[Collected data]
-- Opening Marker --
//! The authorized entry point for every credential operation.

use std::sync::Arc;

use uuid::Uuid;
use vaultcrypt::Encryptor;

use crate::{
    actor::Actor,
    certificate::{
        CaResolver, Capabilities, CertificateRequest, CertificateService, DEFAULT_KEY_LENGTH,
        KEY_LENGTHS,
    },
    credential::{
        CredentialType, CredentialValue, CredentialVersion, CredentialVersionStore, SaveRequest,
        name,
    },
    error::{Result, StateConflict, ValidationError, VaultError},
    generate::{self, PasswordParameters},
    permission::{PermissionEntry, PermissionOperation, PermissionService},
    store::Store,
};

/// A version together with its decrypted value.
#[derive(Clone, Debug, PartialEq)]
pub struct CredentialView {
    pub version: CredentialVersion,
    pub value: CredentialValue,
}

/// What to generate.
#[derive(Clone, Debug, PartialEq, Eq)]
pub enum GenerateRequest {
    Password(PasswordParameters),
    User {
        username: Option<String>,
        parameters: PasswordParameters,
    },
    Certificate(CertificateRequest),
    Ssh {
        key_length: u32,
        comment: Option<String>,
    },
    Rsa {
        key_length: u32,
    },
}

impl GenerateRequest {
    pub fn credential_type(&self) -> CredentialType {
        match self {
            GenerateRequest::Password(_) => CredentialType::Password,
            GenerateRequest::User { .. } => CredentialType::User,
            GenerateRequest::Certificate(_) => CredentialType::Certificate,
            GenerateRequest::Ssh { .. } => CredentialType::Ssh,
            GenerateRequest::Rsa { .. } => CredentialType::Rsa,
        }
    }
}

/// Gates every read with READ, every write with WRITE and deletion with
/// DELETE. A denied check is indistinguishable from a missing credential.
pub struct CredentialService {
    versions: Arc<CredentialVersionStore>,
    permissions: Arc<PermissionService>,
    certificates: CertificateService,
    caps: Capabilities,
}

impl CredentialService {
    pub fn new(
        store: Arc<Store>,
        encryptor: Arc<Encryptor>,
        caps: Capabilities,
        acls_enabled: bool,
    ) -> Self {
        let versions = Arc::new(CredentialVersionStore::new(store.clone(), encryptor));
        let permissions = Arc::new(PermissionService::new(store, acls_enabled));
        let resolver = CaResolver::new(versions.clone(), permissions.clone(), caps.parser.clone());
        let certificates = CertificateService::new(versions.clone(), resolver, caps.clone());
        Self {
            versions,
            permissions,
            certificates,
            caps,
        }
    }

    pub fn versions(&self) -> &CredentialVersionStore {
        &self.versions
    }

    pub fn permissions(&self) -> &PermissionService {
        &self.permissions
    }

    // ── writes ───────────────────────────────────────────────────────

    /// Store `value` as the new version of `name`.
    pub fn set(
        &self,
        actor: &Actor,
        name: &str,
        value: CredentialValue,
        metadata: Option<serde_json::Value>,
    ) -> Result<CredentialView> {
        let name = name::normalize(name)?;
        let existing = self.authorize_write(actor, &name, value.credential_type())?;

        let value = match value {
            CredentialValue::Certificate(cert) => {
                CredentialValue::Certificate(self.certificates.validate_imported(
                    actor,
                    &cert.certificate,
                    cert.private_key.as_deref(),
                    cert.ca.as_deref(),
                    cert.ca_name.as_deref(),
                )?)
            }
            other => other,
        };

        let request = SaveRequest {
            metadata,
            ..SaveRequest::new(actor.clone())
        };
        let version = self.versions.save(existing.as_ref(), &name, &value, &request)?;
        Ok(CredentialView { version, value })
    }

    /// Generate a value of the requested kind and store it under `name`.
    pub fn generate(
        &self,
        actor: &Actor,
        name: &str,
        request: &GenerateRequest,
        metadata: Option<serde_json::Value>,
    ) -> Result<CredentialView> {
        let name = name::normalize(name)?;
        let existing = self.authorize_write(actor, &name, request.credential_type())?;

        let (value, generation_parameters) = match request {
            GenerateRequest::Password(params) => (
                CredentialValue::Password {
                    password: generate::password(params)?.to_string(),
                },
                Some(params.clone()),
            ),
            GenerateRequest::User {
                username,
                parameters,
            } => (
                CredentialValue::User {
                    username: Some(username.clone().unwrap_or_else(generate::username)),
                    password: generate::password(parameters)?.to_string(),
                    salt: generate::salt(),
                },
                Some(parameters.clone()),
            ),
            GenerateRequest::Certificate(request) => (
                CredentialValue::Certificate(self.certificates.generate(actor, request)?),
                None,
            ),
            GenerateRequest::Ssh {
                key_length,
                comment,
            } => (self.ssh_key(*key_length, comment.as_deref())?, None),
            GenerateRequest::Rsa { key_length } => (self.rsa_key(*key_length)?, None),
        };

        let save = SaveRequest {
            generation_parameters,
            metadata,
            ..SaveRequest::new(actor.clone())
        };
        let version = self.versions.save(existing.as_ref(), &name, &value, &save)?;
        log::info!("{actor} generated {} {}", version.credential_type, version.name);
        Ok(CredentialView { version, value })
    }

    /// Generate a new value with the shape of the current one.
    ///
    /// `set_as_transitional` is only accepted for certificates.
    pub fn regenerate(
        &self,
        actor: &Actor,
        name: &str,
        set_as_transitional: bool,
    ) -> Result<CredentialView> {
        let name = name::normalize(name)?;
        self.permissions.require(actor, &name, PermissionOperation::Write)?;
        let current = self.versions.find_active(&name)?.ok_or(VaultError::NotFound)?;

        if current.credential_type == CredentialType::Certificate {
            let version = self.certificates.regenerate(actor, &name, set_as_transitional)?;
            return self.view(version);
        }
        if set_as_transitional {
            return Err(StateConflict::NotACertificate.into());
        }

        let (value, generation_parameters) = match current.credential_type {
            CredentialType::Password => {
                let params = self.stored_parameters(&current)?;
                let password = generate::password(&params)?.to_string();
                (CredentialValue::Password { password }, Some(params))
            }
            CredentialType::User => {
                let params = self.stored_parameters(&current)?;
                let CredentialValue::User { username, .. } = self.versions.decrypt_value(&current)?
                else {
                    return Err(VaultError::Storage(format!(
                        "{name} is a user credential without user columns"
                    )));
                };
                let value = CredentialValue::User {
                    username,
                    password: generate::password(&params)?.to_string(),
                    salt: generate::salt(),
                };
                (value, Some(params))
            }
            CredentialType::Ssh => (self.ssh_key(DEFAULT_KEY_LENGTH, None)?, None),
            CredentialType::Rsa => (self.rsa_key(DEFAULT_KEY_LENGTH)?, None),
            CredentialType::Value | CredentialType::Json | CredentialType::Certificate => {
                return Err(StateConflict::CannotRegenerateNonGenerated.into());
            }
        };

        let save = SaveRequest {
            generation_parameters,
            metadata: current.metadata.clone(),
            ..SaveRequest::new(actor.clone())
        };
        let version = self.versions.save(Some(&current), &name, &value, &save)?;
        log::info!("{actor} regenerated {name}");
        Ok(CredentialView { version, value })
    }

    /// Set (`Some`) or clear (`None`) the transitional version of a
    /// certificate. Returns the active version and the transitional one.
    pub fn update_transitional_version(
        &self,
        actor: &Actor,
        name: &str,
        version: Option<Uuid>,
    ) -> Result<Vec<CredentialView>> {
        let name = name::normalize(name)?;
        self.permissions.require(actor, &name, PermissionOperation::Write)?;
        self.certificates
            .update_transitional_version(&name, version)?
            .into_iter()
            .map(|v| self.view(v))
            .collect()
    }

    pub fn delete(&self, actor: &Actor, name: &str) -> Result<()> {
        let name = name::normalize(name)?;
        self.permissions.require(actor, &name, PermissionOperation::Delete)?;
        if self.versions.delete(&name)? {
            log::info!("{actor} deleted {name}");
            Ok(())
        } else {
            Err(VaultError::NotFound)
        }
    }

    /// Remove one version of `name`, returning what it held.
    pub fn delete_version(&self, actor: &Actor, name: &str, version: &Uuid) -> Result<CredentialView> {
        let name = name::normalize(name)?;
        self.permissions.require(actor, &name, PermissionOperation::Delete)?;
        let removed = self.versions.delete_version(&name, version)?;
        self.view(removed)
    }

    // ── reads ────────────────────────────────────────────────────────

    /// The current (non-transitional) version.
    pub fn get_current(&self, actor: &Actor, name: &str) -> Result<CredentialView> {
        let name = name::normalize(name)?;
        self.permissions.require(actor, &name, PermissionOperation::Read)?;
        let version = self.versions.find_active(&name)?.ok_or(VaultError::NotFound)?;
        self.view(version)
    }

    /// History, newest first, optionally limited to `n` versions.
    pub fn get_versions(&self, actor: &Actor, name: &str, n: Option<usize>) -> Result<Vec<CredentialView>> {
        let name = name::normalize(name)?;
        if n == Some(0) {
            return Err(ValidationError::InvalidVersionCount.into());
        }
        self.permissions.require(actor, &name, PermissionOperation::Read)?;
        let versions = match n {
            Some(n) => self.versions.find_n_by_name(&name, n)?,
            None => self.versions.find_all_by_name(&name)?,
        };
        if versions.is_empty() {
            return Err(VaultError::NotFound);
        }
        versions.into_iter().map(|v| self.view(v)).collect()
    }

    pub fn get_by_uuid(&self, actor: &Actor, uuid: &Uuid) -> Result<CredentialView> {
        let version = self.versions.find_by_uuid(uuid)?.ok_or(VaultError::NotFound)?;
        self.permissions
            .require(actor, &version.name, PermissionOperation::Read)?;
        self.view(version)
    }

    /// The active version followed by the transitional one, if any.
    pub fn get_active_with_transitional(&self, actor: &Actor, name: &str) -> Result<Vec<CredentialView>> {
        let name = name::normalize(name)?;
        self.permissions.require(actor, &name, PermissionOperation::Read)?;
        let versions = self.versions.find_active_with_transitional(&name)?;
        if versions.is_empty() {
            return Err(VaultError::NotFound);
        }
        versions.into_iter().map(|v| self.view(v)).collect()
    }

    /// Certificate versions issued by `ca_name` that `actor` may read.
    pub fn find_signed_by(&self, actor: &Actor, ca_name: &str) -> Result<Vec<CredentialVersion>> {
        let ca_name = name::normalize(ca_name)?;
        self.permissions
            .require(actor, &ca_name, PermissionOperation::Read)?;
        let mut visible = Vec::new();
        for version in self.versions.find_by_ca_name(&ca_name)? {
            if self
                .permissions
                .has_permission(actor, &version.name, PermissionOperation::Read)?
            {
                visible.push(version);
            }
        }
        Ok(visible)
    }

    // ── permissions ──────────────────────────────────────────────────

    pub fn get_permissions(&self, requester: &Actor, name: &str) -> Result<Vec<PermissionEntry>> {
        self.permissions.get_permissions(requester, name)
    }

    pub fn write_permissions(
        &self,
        requester: &Actor,
        name: &str,
        entries: &[PermissionEntry],
    ) -> Result<Vec<PermissionEntry>> {
        self.permissions.write_permissions(requester, name, entries)
    }

    pub fn delete_permission(&self, requester: &Actor, name: &str, actor: &Actor) -> Result<()> {
        if self.permissions.delete_permission_entry(requester, name, actor)? {
            Ok(())
        } else {
            Err(VaultError::NotFound)
        }
    }

    pub fn find_readable_paths(&self, actor: &Actor) -> Result<Vec<String>> {
        self.permissions.find_readable_paths(actor)
    }

    // ── helpers ──────────────────────────────────────────────────────

    /// The version a write appends to, after checking WRITE and that the
    /// type is unchanged. `None` means the write creates the credential.
    fn authorize_write(
        &self,
        actor: &Actor,
        name: &str,
        credential_type: CredentialType,
    ) -> Result<Option<CredentialVersion>> {
        let Some(existing) = self.versions.find_most_recent(name)? else {
            return Ok(None);
        };
        self.permissions.require(actor, name, PermissionOperation::Write)?;
        if existing.credential_type != credential_type {
            return Err(ValidationError::CredentialTypeMismatch.into());
        }
        Ok(Some(existing))
    }

    fn stored_parameters(&self, version: &CredentialVersion) -> Result<PasswordParameters> {
        self.versions
            .generation_parameters(version)?
            .ok_or_else(|| StateConflict::CannotRegenerateNonGenerated.into())
    }

    fn view(&self, version: CredentialVersion) -> Result<CredentialView> {
        let value = self.versions.decrypt_value(&version)?;
        Ok(CredentialView { version, value })
    }

    fn rsa_key(&self, key_length: u32) -> Result<CredentialValue> {
        if !KEY_LENGTHS.contains(&key_length) {
            return Err(ValidationError::InvalidKeyLength(key_length).into());
        }
        let key_pair = self
            .caps
            .key_pairs
            .generate_rsa(key_length)
            .map_err(|e| VaultError::Capability(format!("key pair generation failed: {e:#}")))?;
        Ok(CredentialValue::Rsa {
            public_key: key_pair.public_key,
            private_key: key_pair.private_key.to_string(),
        })
    }

    fn ssh_key(&self, key_length: u32, comment: Option<&str>) -> Result<CredentialValue> {
        if !KEY_LENGTHS.contains(&key_length) {
            return Err(ValidationError::InvalidKeyLength(key_length).into());
        }
        let key_pair = self
            .caps
            .key_pairs
            .generate_rsa(key_length)
            .map_err(|e| VaultError::Capability(format!("key pair generation failed: {e:#}")))?;
        let public_key = self
            .caps
            .key_pairs
            .to_ssh_public_key(&key_pair, comment)
            .map_err(|e| VaultError::Capability(format!("ssh key encoding failed: {e:#}")))?;
        Ok(CredentialValue::Ssh {
            public_key,
            private_key: key_pair.private_key.to_string(),
        })
    }
}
-- Closing Marker --
In the records above, find each line that mentions the string "Capabilities", then copy it.

§ ANSWER TO THIS PROBLEM
        CaResolver, Capabilities, CertificateRequest, CertificateService, DEFAULT_KEY_LENGTH,
    caps: Capabilities,
        caps: Capabilities,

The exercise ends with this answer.